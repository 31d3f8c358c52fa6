//! State-transition events flowing from probes to the supervisor.

use std::sync::Arc;

use ipnet::IpNet;

use crate::config::ServiceSpec;
use crate::probe::ServiceState;

/// A service changed state.
///
/// Carries the full static prefix list of the service regardless of
/// direction; the consumer applies per-state semantics (add on up, remove
/// on down).
#[derive(Debug, Clone)]
pub struct Action {
    pub service: Arc<ServiceSpec>,
    pub state: ServiceState,
    pub prefixes: Vec<IpNet>,
}
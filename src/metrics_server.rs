//! HTTP server exposing the Prometheus metrics.
//!
//! Runs on its own task so a scrape can never interfere with the
//! supervisor. Serves only the configured metrics path.

use std::net::SocketAddr;

use axum::{http::StatusCode, response::IntoResponse, routing::get, Router};
use tokio::task::JoinHandle;
use tracing::{error, info};

use crate::metrics;

pub struct MetricsServer;

impl MetricsServer {
    /// Starts the server on `0.0.0.0:port`, serving metrics at `path`.
    ///
    /// Returns the handle of the server task; the server runs until the
    /// process exits.
    pub fn start(port: u16, path: String) -> JoinHandle<()> {
        let addr = SocketAddr::from(([0, 0, 0, 0], port));

        tokio::spawn(async move {
            let app = Router::new().route(&path, get(metrics_handler));

            info!(port, %path, "metrics server starting");

            let listener = match tokio::net::TcpListener::bind(addr).await {
                Ok(listener) => listener,
                Err(err) => {
                    error!(error = %err, port, "failed to bind metrics server");
                    return;
                }
            };

            if let Err(err) = axum::serve(listener, app).await {
                error!(error = %err, "metrics server error");
            }
        })
    }
}

async fn metrics_handler() -> impl IntoResponse {
    (
        StatusCode::OK,
        [("content-type", "text/plain; version=0.0.4; charset=utf-8")],
        metrics::gather(),
    )
}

________________

* **Work request**: Wherever the word "path" appears in a line of the data, copy that line.

* **Exercise solution**:
//! supervisor. Serves only the configured metrics path.
    /// Starts the server on `0.0.0.0:port`, serving metrics at `path`.
    pub fn start(port: u16, path: String) -> JoinHandle<()> {
            let app = Router::new().route(&path, get(metrics_handler));
            info!(port, %path, "metrics server starting");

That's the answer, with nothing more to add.